North San Diego-based Welk Resort Group Inc., which already owns 961 constructed timeshare units from here to Branson, Mo., to Cabo San Lucas, plans to more than double its units to at least 2,477 within the next few years.
Jon Fredricks, Welk Resort president and a grandson of company founder and bandleader Lawrence Welk, notes that the home resort property north of Escondido with its two executive-style golf courses, tennis courts, pools, dinner theater and upscale units, has continually been transformed and expanded since 1964.
Fredricks said Welk, who started buying North County property in 1955, was a pioneer in the vacation timeshare business and "we have consistently been delivering four-star amenities for as long as I can remember."

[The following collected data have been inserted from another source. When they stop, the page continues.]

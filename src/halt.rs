//! Escalation to the platform when the ledger can no longer trust its inputs.
//!
//! The ledger calls [`TradingController::halt_trading`] at most once per
//! process. The controller owns the platform-wide stop; the ledger only stops
//! accepting new exposure.

use chrono::{DateTime, Utc};
use rust_decimal::Decimal;
use serde::Serialize;
use std::sync::atomic::{AtomicBool, Ordering};
use tokio::sync::Notify;
use tracing::error;

/// Why trading was halted.
#[derive(Debug, Clone, Serialize, PartialEq)]
pub struct HaltReason {
    pub timestamp: DateTime<Utc>,
    /// Operation that observed the fault
    pub operation: String,
    #[serde(with = "rust_decimal::serde::str")]
    pub observed_balance: Decimal,
    pub message: String,
}

impl HaltReason {
    pub fn negative_balance(operation: impl Into<String>, observed_balance: Decimal) -> Self {
        Self {
            timestamp: Utc::now(),
            operation: operation.into(),
            observed_balance,
            message: format!("capital source reported negative balance {observed_balance}"),
        }
    }
}

/// Platform component able to stop all trading. Fire-and-forget.
#[cfg_attr(test, mockall::automock)]
pub trait TradingController: Send + Sync {
    fn halt_trading(&self, reason: &HaltReason);
}

/// Controller that raises a structured alert and wakes anyone waiting on `halted()`.
#[derive(Default)]
pub struct AlertingController {
    halted: AtomicBool,
    notify: Notify,
}

impl AlertingController {
    pub fn new() -> Self {
        Self::default()
    }

    pub fn is_halted(&self) -> bool {
        self.halted.load(Ordering::SeqCst)
    }

    /// Resolve once trading has been halted.
    pub async fn halted(&self) {
        loop {
            let notified = self.notify.notified();
            if self.is_halted() {
                return;
            }
            notified.await;
        }
    }
}

impl TradingController for AlertingController {
    fn halt_trading(&self, reason: &HaltReason) {
        let json = serde_json::to_string(reason).unwrap_or_default();
        error!(target: "ledger_alert", "LEDGER_ALERT: {}", json);

        self.halted.store(true, Ordering::SeqCst);
        self.notify.notify_waiters();
    }
}

#[cfg(test)]
mod tests {
    use super::*;
    use rust_decimal_macros::dec;
    use std::sync::Arc;
    use std::time::Duration;

    #[test]
    fn test_reason_serializes_balance_as_string() {
        let reason = HaltReason::negative_balance("refresh", dec!(-100));
        let json = serde_json::to_value(&reason).unwrap();
        assert_eq!(json["observed_balance"], "-100");
        assert_eq!(json["operation"], "refresh");
    }

    #[tokio::test]
    async fn test_halted_wakes_waiter() {
        let controller = Arc::new(AlertingController::new());
        let waiter = {
            let controller = controller.clone();
            tokio::spawn(async move { controller.halted().await })
        };

        tokio::task::yield_now().await;
        controller.halt_trading(&HaltReason::negative_balance("test", dec!(-1)));

        tokio::time::timeout(Duration::from_secs(1), waiter)
            .await
            .expect("waiter should wake")
            .unwrap();
        assert!(controller.is_halted());
    }

    #[tokio::test]
    async fn test_halted_returns_immediately_after_halt() {
        let controller = AlertingController::new();
        controller.halt_trading(&HaltReason::negative_balance("test", dec!(-1)));
        tokio::time::timeout(Duration::from_millis(100), controller.halted())
            .await
            .expect("already halted");
    }
}
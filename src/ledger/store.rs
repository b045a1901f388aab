//! In-memory home of the authoritative ledger snapshot.
//!
//! Writers go through [`LedgerStore::begin`], which hands out a single write
//! permit: a read-modify-write always starts from the latest committed snapshot
//! and no two writers interleave. Readers never wait for the permit; they see the
//! last committed snapshot.

use crate::ledger::types::LedgerSnapshot;
use std::sync::Arc;
use tokio::sync::{Mutex, MutexGuard, RwLock};
use tracing::trace;

pub struct LedgerStore {
    writer: Mutex<()>,
    committed: RwLock<Arc<LedgerSnapshot>>,
}

/// Exclusive write access to the ledger. Dropping it without `commit` discards
/// the pending change.
pub struct LedgerWrite<'a> {
    _permit: MutexGuard<'a, ()>,
    store: &'a LedgerStore,
    base: Arc<LedgerSnapshot>,
}

impl LedgerStore {
    pub fn new(initial: LedgerSnapshot) -> Self {
        Self {
            writer: Mutex::new(()),
            committed: RwLock::new(Arc::new(initial)),
        }
    }

    /// Latest committed snapshot.
    pub async fn read(&self) -> Arc<LedgerSnapshot> {
        self.committed.read().await.clone()
    }

    /// Wait for the write permit and load the latest committed snapshot.
    pub async fn begin(&self) -> LedgerWrite<'_> {
        let permit = self.writer.lock().await;
        let base = self.read().await;
        LedgerWrite {
            _permit: permit,
            store: self,
            base,
        }
    }
}

impl LedgerWrite<'_> {
    /// Snapshot the pending change starts from.
    pub fn current(&self) -> &LedgerSnapshot {
        &self.base
    }

    /// Publish `next` as the new committed snapshot in one write.
    pub async fn commit(self, mut next: LedgerSnapshot) -> LedgerSnapshot {
        next.version = self.base.version + 1;
        *self.store.committed.write().await = Arc::new(next.clone());
        trace!(version = next.version, "Ledger snapshot committed");
        next
    }
}

#[cfg(test)]
mod tests {
    use super::*;
    use crate::ledger::types::StrategyAllocation;
    use rust_decimal::Decimal;
    use rust_decimal_macros::dec;
    use std::time::Duration;

    fn store() -> LedgerStore {
        LedgerStore::new(LedgerSnapshot::new(
            vec![StrategyAllocation::new("a", Decimal::ONE)],
            dec!(100),
        ))
    }

    #[tokio::test]
    async fn test_commit_bumps_version() {
        let store = store();
        let txn = store.begin().await;
        let mut next = txn.current().clone();
        next.external_balance = dec!(200);
        let committed = txn.commit(next).await;

        assert_eq!(committed.version, 1);
        let read = store.read().await;
        assert_eq!(read.version, 1);
        assert_eq!(read.external_balance, dec!(200));
    }

    #[tokio::test]
    async fn test_dropped_write_changes_nothing() {
        let store = store();
        {
            let txn = store.begin().await;
            let _ = txn.current().clone();
        }
        assert_eq!(store.read().await.version, 0);
    }

    #[tokio::test]
    async fn test_readers_not_blocked_by_writer() {
        let store = store();
        let _txn = store.begin().await;

        let read = tokio::time::timeout(Duration::from_millis(100), store.read()).await;
        assert!(read.is_ok());
    }

    #[tokio::test]
    async fn test_writers_are_serialized() {
        let store = Arc::new(store());
        let mut handles = Vec::new();

        for _ in 0..32 {
            let store = store.clone();
            handles.push(tokio::spawn(async move {
                let txn = store.begin().await;
                let mut next = txn.current().clone();
                tokio::task::yield_now().await;
                next.external_balance += Decimal::ONE;
                txn.commit(next).await;
            }));
        }
        for handle in handles {
            handle.await.unwrap();
        }

        let read = store.read().await;
        assert_eq!(read.external_balance, dec!(132));
        assert_eq!(read.version, 32);
    }
}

The units at Welk Resort properties vary according to location, but are all fully furnished. Many are divisible or able to be "locked off" to provide separation when necessary. The units each have kitchenettes, stacked washers and dryers, and individual temperature controls. Some of the larger units have fireplaces in both the living room and bedrooms.
Fredricks said he wants to dispel the idea that the company's timeshare owners are all seniors. He said the average timeshare owner is a lot closer to 47 years old than 77. Fredricks also said the average timeshare owner's household income is between $85,000 to $90,000, rather than the "super rich."

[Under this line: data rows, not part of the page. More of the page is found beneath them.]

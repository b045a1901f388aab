//! # Capital Ledger
//!
//! Shared capital allocation ledger for multi-strategy trading on one
//! exchange account.
//!
//! ## Architecture
//!
//! - `config`: Configuration management and validation
//! - `error`: Caller-visible ledger faults
//! - `ledger`: Allocation engine, committed snapshot store, reservation lifecycle
//!   and reconciliation loops
//! - `source`: External balance readers (Binance futures, paper)
//! - `persistence`: SQLite-backed strategy configuration and snapshots
//! - `halt`: Trading halt escalation
//! - `utils`: Shared utilities and decimal arithmetic

pub mod config;
pub mod error;
pub mod halt;
pub mod ledger;
pub mod persistence;
pub mod source;
pub mod utils;

pub use config::Config;
pub use error::{LedgerError, LedgerResult};
pub use ledger::CapitalLedger;
//! Caller-visible ledger faults.

use rust_decimal::Decimal;
use thiserror::Error;

/// Errors returned by ledger operations.
///
/// Collaborator outages never show up here: they are retried by the
/// reconciliation loops and only surface through `LedgerCounters`.
#[derive(Error, Debug, Clone, PartialEq)]
pub enum LedgerError {
    /// The strategy id is not configured in the ledger.
    #[error("unknown strategy: {0}")]
    UnknownStrategy(String),

    /// An amount argument was negative.
    #[error("invalid amount for {field}: {value}")]
    InvalidAmount { field: &'static str, value: Decimal },

    /// Stored rows or configuration cannot form a valid ledger.
    #[error("malformed snapshot: {0}")]
    MalformedSnapshot(String),

    /// Reconciling the mutation would breach a ledger invariant.
    #[error("invariant violation ({invariant}) for {scope}: exposure {exposure} exceeds limit {limit}")]
    InvariantViolation {
        invariant: Invariant,
        scope: String,
        exposure: Decimal,
        limit: Decimal,
    },

    /// The balance source reported a negative balance. Trading was halted.
    #[error("fatal external data fault: observed balance {balance}")]
    FatalExternalFault { balance: Decimal },

    /// Trading has been halted; the ledger accepts no new exposure.
    #[error("ledger halted, no new exposure accepted")]
    Halted,
}

/// Invariant named by an `InvariantViolation`.
#[derive(Debug, Clone, Copy, PartialEq, Eq)]
pub enum Invariant {
    /// Per strategy: committed + open <= budget * (1 + tolerance)
    StrategyBudget,
    /// Ledger-wide: total committed + total open <= total capital
    GlobalCapital,
}

impl std::fmt::Display for Invariant {
    fn fmt(&self, f: &mut std::fmt::Formatter<'_>) -> std::fmt::Result {
        match self {
            Invariant::StrategyBudget => write!(f, "strategy budget"),
            Invariant::GlobalCapital => write!(f, "global capital"),
        }
    }
}

pub type LedgerResult<T> = std::result::Result<T, LedgerError>;
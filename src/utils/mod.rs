//! Shared utilities.

pub mod decimal;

The 450-acre Lawrence Welk Village Resort near Fallbrook has 574 units that are about evenly divided between its Resort Villas and Villas on the Green branded timeshares. The timeshares for these complexes are 95 and 93 percent full, respectively, meaning that most of the transactions are resales.
Prices for timeshares can vary depending on the size of the unit, location and dates desired. Fredricks said the initial buy-ins may range from about $11,000 to more than $50,000. Resold timeshares at the North County resort are being advertised from as little as $3,000 to about $27,000 on sellmytimersharenow.com, but restrictions may apply.
While Resort Villas and Villas on the Green are built out at Lawrence Welk Village, there are plans for a 118-unit development called Canyon Villas that is in the works. Welk Resort typically acts as its own general contractor.
The company's most ambitious plan may be what it proposing at its Branson, Mo., locale. Although the timeshare developer has only developed 159 units (or 56 divisible suites) 670 units are planned.
Welk Resort's Branson Theatre seats 2,200 people. Other amenities at the Branson resort include 4,800 square feet of meeting area, a 10,000-square-foot pool, waterslides and miniature golf.
In Lake Tahoe, where Welk Resort has acquired 21 units at Northstar Lodge, it plans to build 83 more for a total of 104.
"We have our own gondolas at the base of Northstar Mountain," Fredricks said.
Fredricks said the Northstar project was originally conceived as a "Hyatt fractional project" until the original lender foreclosed on the property during the recession.
In 2009, Welk Resort built and opened Sirena del Mar (Siren of the Sea), which is perched on the cliffs of Cabo San Lucas at the southern tip of Baja California. The seven-acre property overlooks the Sea of Cortez.
Welk Resort is boosting its unit count from 68 to 108 at Sirena and planning 144 more, for a total of 222. In 2013, Expedia announced its Insiders' Select Awards and ranked Sirena Del Mar seventh out of 150,000 hotels and resorts worldwide.
Welk Resort also announced this year that it had bought 6.5 acres on the Blue River in Breckenridge, Colo., with plans to build 123 luxury units by 2015.
The company also has acquired 21.45 acres in Poipu Beach, Kauai, with plans to build 164 units by 2018. The Hawaii property is tentatively called Welk Hawaii Royal Palms.
In addition, Welk owns the built-out 162-unit Lawrence Welk Desert Oasis in Palm Desert.
Today, the Welk Resort Group has grown to some 43,000 fractionalized owners. The company typically makes 10- to 15-year loans to aid with the acquisitions.
Earlier this month Welk Resort announced it had closed a $158.67 million securitization backed by notes receivable from vacation ownership interests. This securitization allowed Welk both to refinance existing debt and provide more than $14 million to help expand existing properties and begin constructing new ones.
"At midyear 2013, Welk Resorts serviced a receivables portfolio of $193 million and 15,709 loans," Fredricks said, adding that the figures have grown to more than $200 million and more than 16,000 loans since.
Fredricks said Welk Resort owners may not only trade points at existing and future resorts, but at properties around the world that have reciprocal arrangements.
When asked where Welk Resort might go next, Fredricks said coastal California is always a possibility, provided he could get the project or projects through the California Coastal Commission.
"We might go to Napa Valley at some point," Fredricks said. "Or maybe an urban property in the city of San Francisco."
The family-owned company (Welk's son Larry is the Los Angeles-based CEO) will celebrate its 50th anniversary in the resort hospitality business in 2014.